Kanal24, Malang – Universitas Brawijaya bersama Indopol Survey menggelar seminar bertajuk “Perilaku Politik di Era Digital dalam Perspektif Subkultur Jawa Timur” untuk membedah dampak era digital terhadap dinamika politik yang terjadi dalam kontestasi Pemilu 2024. Acara ini menyoroti bagaimana teknologi digital mengubah cara pemilih berinteraksi, kandidat berkampanye, serta transformasi nilai-nilai tradisional dalam subkultur Jawa Timur di tengah perubahan global.
Acara ini menghadirkan pembicara lintas bidang, seperti Dr. Riyanto, M.Hum., ahli budaya dan antropologi, Wawan Sobari, S.IP., MA., Ph.D., ahli politik, Ratno Sulistiyanto, Direktur Eksekutif Indopol, dan Novy Setia Yunas, S.IP., M.IP., sebagai penyaji utama.

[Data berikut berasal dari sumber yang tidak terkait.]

//! Curated source lists
//!
//! Known outlets loaded into the registry at startup so that well-known
//! sources start with a track record instead of neutral trust.

use crate::{DomainRecord, Membership};

/// A curated domain with its starting trust
#[derive(Debug, Clone)]
pub struct CuratedSource {
    /// Canonical domain
    pub domain: &'static str,
    /// Starting membership (Reliable or Unreliable)
    pub membership: Membership,
}

impl CuratedSource {
    const fn reliable(domain: &'static str) -> Self {
        Self {
            domain,
            membership: Membership::Reliable,
        }
    }

    const fn unreliable(domain: &'static str) -> Self {
        Self {
            domain,
            membership: Membership::Unreliable,
        }
    }

    /// Ledger record this source starts with
    pub fn record(&self) -> DomainRecord {
        match self.membership {
            Membership::Reliable => DomainRecord::seeded(Membership::Reliable, 2.0, 5, 5),
            Membership::Unreliable => DomainRecord::seeded(Membership::Unreliable, 0.2, 1, 5),
            other => DomainRecord::seeded(other, 1.0, 0, 0),
        }
    }
}

/// Default curated sources: established market news, data and research outlets
/// followed by known low-quality aggregators and pump channels.
pub static CURATED_SOURCES: &[CuratedSource] = &[
    CuratedSource::reliable("coindesk.com"),
    CuratedSource::reliable("cointelegraph.com"),
    CuratedSource::reliable("theblock.co"),
    CuratedSource::reliable("decrypt.co"),
    CuratedSource::reliable("bloomberg.com"),
    CuratedSource::reliable("reuters.com"),
    CuratedSource::reliable("wsj.com"),
    CuratedSource::reliable("ft.com"),
    CuratedSource::reliable("cnbc.com"),
    CuratedSource::reliable("forbes.com"),
    CuratedSource::reliable("coingecko.com"),
    CuratedSource::reliable("coinmarketcap.com"),
    CuratedSource::reliable("messari.io"),
    CuratedSource::reliable("glassnode.com"),
    CuratedSource::reliable("kaiko.com"),
    CuratedSource::reliable("chainalysis.com"),
    CuratedSource::reliable("dune.com"),
    CuratedSource::reliable("defillama.com"),
    CuratedSource::reliable("tradingview.com"),
    CuratedSource::reliable("investing.com"),
    CuratedSource::reliable("binance.com"),
    CuratedSource::reliable("coinbase.com"),
    CuratedSource::reliable("kraken.com"),
    CuratedSource::reliable("etherscan.io"),
    CuratedSource::reliable("bitcoin.org"),
    CuratedSource::reliable("ethereum.org"),
    CuratedSource::unreliable("cryptopumpsignals.net"),
    CuratedSource::unreliable("moonshotcalls.io"),
    CuratedSource::unreliable("100xgems.com"),
    CuratedSource::unreliable("freecryptosignals.org"),
    CuratedSource::unreliable("guaranteedprofits.biz"),
    CuratedSource::unreliable("cryptoinsiderleaks.com"),
    CuratedSource::unreliable("altcoinmoonshots.net"),
];

/// Curated sources with the given membership
pub fn curated_with(membership: Membership) -> impl Iterator<Item = &'static CuratedSource> {
    CURATED_SOURCES
        .iter()
        .filter(move |s| s.membership == membership)
}

/// Starting records for every curated source
pub fn curated_records() -> Vec<(String, DomainRecord)> {
    CURATED_SOURCES
        .iter()
        .map(|s| (s.domain.to_string(), s.record()))
        .collect()
}

#[cfg(test)]
mod tests {
    use super::*;

    #[test]
    fn test_curated_counts() {
        assert_eq!(curated_with(Membership::Reliable).count(), 26);
        assert_eq!(curated_with(Membership::Unreliable).count(), 7);
    }

    #[test]
    fn test_curated_records() {
        let records = curated_records();
        let (_, unreliable) = records
            .iter()
            .find(|(d, _)| d == "100xgems.com")
            .unwrap();
        assert_eq!(unreliable.weight, 0.2);
        assert_eq!(unreliable.accuracy.correct, 1);
        assert_eq!(unreliable.accuracy.total, 5);
    }

    #[test]
    fn test_domains_are_canonical() {
        for source in CURATED_SOURCES {
            assert_eq!(crate::canonicalize_domain(source.domain), source.domain);
        }
    }
}
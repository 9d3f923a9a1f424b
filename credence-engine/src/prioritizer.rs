//! Validation Source Prioritizer
//!
//! Orders evidence by trust class: reliable first, then neutral, then a
//! capped number of unreliable sources. Relative input order is kept within
//! each class.

use std::sync::Arc;
use tracing::debug;

use credence_core::{DomainRegistry, Membership, ValidationSource};

/// Unreliable sources are capped at one in five of the input, rounded up
const UNRELIABLE_DIVISOR: usize = 5;

pub struct ValidationPrioritizer {
    registry: Arc<DomainRegistry>,
}

impl ValidationPrioritizer {
    pub fn new(registry: Arc<DomainRegistry>) -> Self {
        Self { registry }
    }

    /// Most unreliable sources kept out of `total` inputs: `ceil(total * 0.2)`
    pub fn max_unreliable(total: usize) -> usize {
        total.div_ceil(UNRELIABLE_DIVISOR)
    }

    /// Reorder `sources` by trust class and drop excess unreliable entries.
    ///
    /// Red-flagged sources are bucketed with the unreliable ones.
    pub fn prioritize(&self, sources: Vec<ValidationSource>) -> Vec<ValidationSource> {
        if sources.is_empty() {
            return sources;
        }

        let max_unreliable = Self::max_unreliable(sources.len());
        let mut reliable = Vec::new();
        let mut neutral = Vec::new();
        let mut unreliable = Vec::new();

        for source in sources {
            match self.registry.membership(source.locator()) {
                Membership::Reliable => reliable.push(source),
                Membership::Neutral => neutral.push(source),
                Membership::Unreliable | Membership::RedFlagged => unreliable.push(source),
            }
        }

        if unreliable.len() > max_unreliable {
            debug!(
                "Dropping {} unreliable validation sources (cap {})",
                unreliable.len() - max_unreliable,
                max_unreliable
            );
            unreliable.truncate(max_unreliable);
        }

        reliable.extend(neutral);
        reliable.extend(unreliable);
        reliable
    }
}
//! Confidence Synthesizer
//!
//! Combines how much was found (insight volume) with how far the sources
//! behind it can be trusted (registry weight and accuracy) into one scalar
//! in `[0.1, 1.0]`.

use std::sync::Arc;
use tracing::debug;

use credence_core::{
    DomainRegistry, Membership, SourceReliabilityBreakdown, ValidationSource, MAX_CONFIDENCE,
    MIN_CONFIDENCE,
};

/// Share of the final score taken by insight volume
const VOLUME_SHARE: f64 = 0.4;

/// Share of the final score taken by source trust
const SOURCE_SHARE: f64 = 0.6;

/// Volume contribution per insight, capped at `MAX_VOLUME_SCORE`
const PER_INSIGHT: f64 = 0.1;
const MAX_VOLUME_SCORE: f64 = 0.8;

/// Bonus per reliable source, capped at `MAX_RELIABLE_BONUS`
const PER_RELIABLE_BONUS: f64 = 0.05;
const MAX_RELIABLE_BONUS: f64 = 0.2;

/// Accuracy and average assumed for sources without history
const DEFAULT_ACCURACY: f64 = 0.5;
const DEFAULT_SOURCE_WEIGHT: f64 = 1.0;

pub struct ConfidenceSynthesizer {
    registry: Arc<DomainRegistry>,
}

impl ConfidenceSynthesizer {
    pub fn new(registry: Arc<DomainRegistry>) -> Self {
        Self { registry }
    }

    /// Confidence in a conclusion drawn from `insights` and backed by `sources`.
    ///
    /// Red-flagged sources are skipped entirely. Sources without a URL count
    /// as unknown domains.
    pub fn compute<T>(&self, insights: &[T], sources: &[ValidationSource]) -> f64 {
        if insights.is_empty() {
            return MIN_CONFIDENCE;
        }

        let base = (insights.len() as f64 * PER_INSIGHT).min(MAX_VOLUME_SCORE);

        let mut weighted_accuracy = 0.0;
        let mut total_weight = 0.0;
        let mut reliable_count = 0usize;

        for source in sources {
            let Some(url) = source.url.as_deref() else {
                weighted_accuracy += DEFAULT_ACCURACY * DEFAULT_SOURCE_WEIGHT;
                total_weight += DEFAULT_SOURCE_WEIGHT;
                continue;
            };

            let membership = self.registry.membership(url);
            if membership == Membership::RedFlagged {
                continue;
            }

            let weight = self.registry.weight(url).unwrap_or(DEFAULT_SOURCE_WEIGHT);
            let accuracy = self
                .registry
                .accuracy(url)
                .and_then(|a| a.ratio())
                .unwrap_or(DEFAULT_ACCURACY);

            weighted_accuracy += accuracy * weight;
            total_weight += weight;
            if membership == Membership::Reliable {
                reliable_count += 1;
            }
        }

        let avg_source_confidence = if total_weight > 0.0 {
            weighted_accuracy / total_weight
        } else {
            DEFAULT_ACCURACY
        };

        let combined = base * VOLUME_SHARE + avg_source_confidence * SOURCE_SHARE;
        let bonus = (reliable_count as f64 * PER_RELIABLE_BONUS).min(MAX_RELIABLE_BONUS);
        let confidence = (combined + bonus).clamp(MIN_CONFIDENCE, MAX_CONFIDENCE);

        debug!(
            "Confidence {:.3} (base {:.2}, sources {:.2}, {} reliable)",
            confidence, base, avg_source_confidence, reliable_count
        );
        confidence
    }

    /// Count sources by trust class. Red-flagged sources count as unreliable.
    pub fn breakdown(&self, sources: &[ValidationSource]) -> SourceReliabilityBreakdown {
        let mut breakdown = SourceReliabilityBreakdown {
            total: sources.len(),
            ..Default::default()
        };

        for source in sources {
            match self.registry.membership(source.locator()) {
                Membership::Reliable => breakdown.reliable += 1,
                Membership::Neutral => breakdown.neutral += 1,
                Membership::Unreliable | Membership::RedFlagged => breakdown.unreliable += 1,
            }
        }

        breakdown
    }
}
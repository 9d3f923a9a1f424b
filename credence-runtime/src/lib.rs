//! Credence Runtime
//!
//! Wires the registry, crawler, synthesizer and prioritizer into a single
//! per-item validation pipeline, and owns configuration and ledger
//! persistence.

pub mod config;
pub mod snapshot;
pub mod pipeline;

pub use config::*;
pub use snapshot::*;
pub use pipeline::*;
//! HTTP client construction
//!
//! Creates clients with a hard request timeout so every fetch is bounded.

use reqwest::{Client, Proxy};
use serde::{Deserialize, Serialize};
use std::time::Duration;
use thiserror::Error;

/// HTTP fetch configuration
#[derive(Debug, Clone, Serialize, Deserialize)]
#[serde(default)]
pub struct HttpConfig {
    /// Request timeout in seconds
    pub timeout_secs: u64,
    /// Optional proxy URL (http://, https:// or socks5h://)
    pub proxy: Option<String>,
    /// Maximum characters of extracted text kept per page
    pub max_content_length: usize,
}

impl Default for HttpConfig {
    fn default() -> Self {
        Self {
            timeout_secs: 20,
            proxy: None,
            max_content_length: 20_000,
        }
    }
}

/// Errors from the network layer
#[derive(Debug, Error)]
pub enum NetError {
    #[error("Failed to build HTTP client: {0}")]
    ClientBuild(String),

    #[error("Request failed: {0}")]
    Request(#[from] reqwest::Error),

    #[error("Timeout after {0} seconds")]
    Timeout(u64),

    #[error("Invalid URL: {0}")]
    InvalidUrl(String),

    #[error("Unexpected status {status} from {url}")]
    Status { url: String, status: u16 },
}

/// User agents for rotation
const USER_AGENTS: &[&str] = &[
    "Mozilla/5.0 (Windows NT 10.0; Win64; x64) AppleWebKit/537.36 (KHTML, like Gecko) Chrome/135.0.0.0 Safari/537.36",
    "Mozilla/5.0 (Macintosh; Intel Mac OS X 10_15_7) AppleWebKit/537.36 (KHTML, like Gecko) Chrome/135.0.0.0 Safari/537.36",
    "Mozilla/5.0 (X11; Linux x86_64) AppleWebKit/537.36 (KHTML, like Gecko) Chrome/135.0.0.0 Safari/537.36",
    "Mozilla/5.0 (Windows NT 10.0; Win64; x64; rv:137.0) Gecko/20100101 Firefox/137.0",
];

/// Get a random user agent
pub fn random_user_agent() -> &'static str {
    use rand::Rng;
    let idx = rand::thread_rng().gen_range(0..USER_AGENTS.len());
    USER_AGENTS[idx]
}

/// Create an HTTP client for page fetching
pub fn create_client(config: &HttpConfig) -> Result<Client, NetError> {
    let mut builder = Client::builder()
        .timeout(Duration::from_secs(config.timeout_secs))
        .user_agent(random_user_agent());

    if let Some(proxy_url) = &config.proxy {
        let proxy = Proxy::all(proxy_url).map_err(|e| NetError::ClientBuild(e.to_string()))?;
        builder = builder.proxy(proxy);
    }

    builder
        .build()
        .map_err(|e| NetError::ClientBuild(e.to_string()))
}

/// Whether the string looks like a fetchable absolute URL
pub fn is_fetchable(url: &str) -> bool {
    let lower = url.to_ascii_lowercase();
    (lower.starts_with("http://") || lower.starts_with("https://"))
        && url.len() > "https://".len()
        && !url.chars().any(char::is_whitespace)
}

#[cfg(test)]
mod tests {
    use super::*;

    #[test]
    fn test_default_config() {
        let config = HttpConfig::default();
        assert_eq!(config.timeout_secs, 20);
        assert!(config.proxy.is_none());
    }

    #[test]
    fn test_random_user_agent() {
        let ua = random_user_agent();
        assert!(ua.contains("Mozilla"));
    }

    #[test]
    fn test_is_fetchable() {
        assert!(is_fetchable("https://coindesk.com/markets"));
        assert!(!is_fetchable("ftp://example.com"));
        assert!(!is_fetchable("https://"));
        assert!(!is_fetchable("https://exa mple.com"));
    }
}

Novy Setia Yunas membuka diskusi dengan menjelaskan bahwa Pemilu 2024 merupakan momentum politik yang panjang dan signifikan. Salah satu perubahan utama adalah meningkatnya populasi pemilih muda dari generasi milenial dan Gen Z, yang mencapai sekitar 50% dari total pemilih.
“Besarnya populasi pemilih muda ini ibarat dua sisi mata uang,” ujar Novy. Di satu sisi, mereka menjadi peluang besar untuk mendorong konsolidasi demokrasi dan visi kepemimpinan ke depan. Namun, jika tidak dikelola dengan baik, potensi ini dapat memunculkan persoalan baru, seperti meningkatnya polarisasi politik.
Perkembangan pesat teknologi dan digitalisasi turut menjadi faktor kunci yang mengubah pola perilaku politik. Era digital membawa pergeseran dalam metode kampanye, dari cara konvensional menuju strategi digital yang lebih dinamis. “Figur dengan pengaruh besar di media sosial kini memiliki daya tarik lebih besar dibandingkan pemimpin dengan karisma tradisional,” tambahnya.
Sebagai salah satu provinsi dengan populasi terbesar di Indonesia, Jawa Timur memegang peranan penting dalam kontestasi politik nasional. Selain faktor demografis, pertumbuhan ekonomi Jawa Timur yang melampaui target nasional pada 2023 menjadi indikator penting.
Menurut Novy, dalam konteks lokal, subkultur Jawa Timur yang kaya akan tradisi dan budaya turut memengaruhi pola politik masyarakat. Pola ini kini mulai berubah seiring dengan berkembangnya teknologi digital yang merambah ke berbagai aspek kehidupan, termasuk politik.
Wawan Sobari, salah satu pembicara, menyoroti dampak teknologi digital terhadap asumsi dasar politik konvensional. Ia menjelaskan bahwa kampanye digital kini menjadi kebutuhan yang tak terelakkan, meskipun metode konvensional tetap digunakan.
“Donald Trump adalah contoh nyata bagaimana pemilu dimenangkan melalui analisis data di media sosial. Dengan memanfaatkan kata kunci seperti ‘hate’ dan ‘fear’, ia berhasil memobilisasi massa secara emosional,” jelas Wawan.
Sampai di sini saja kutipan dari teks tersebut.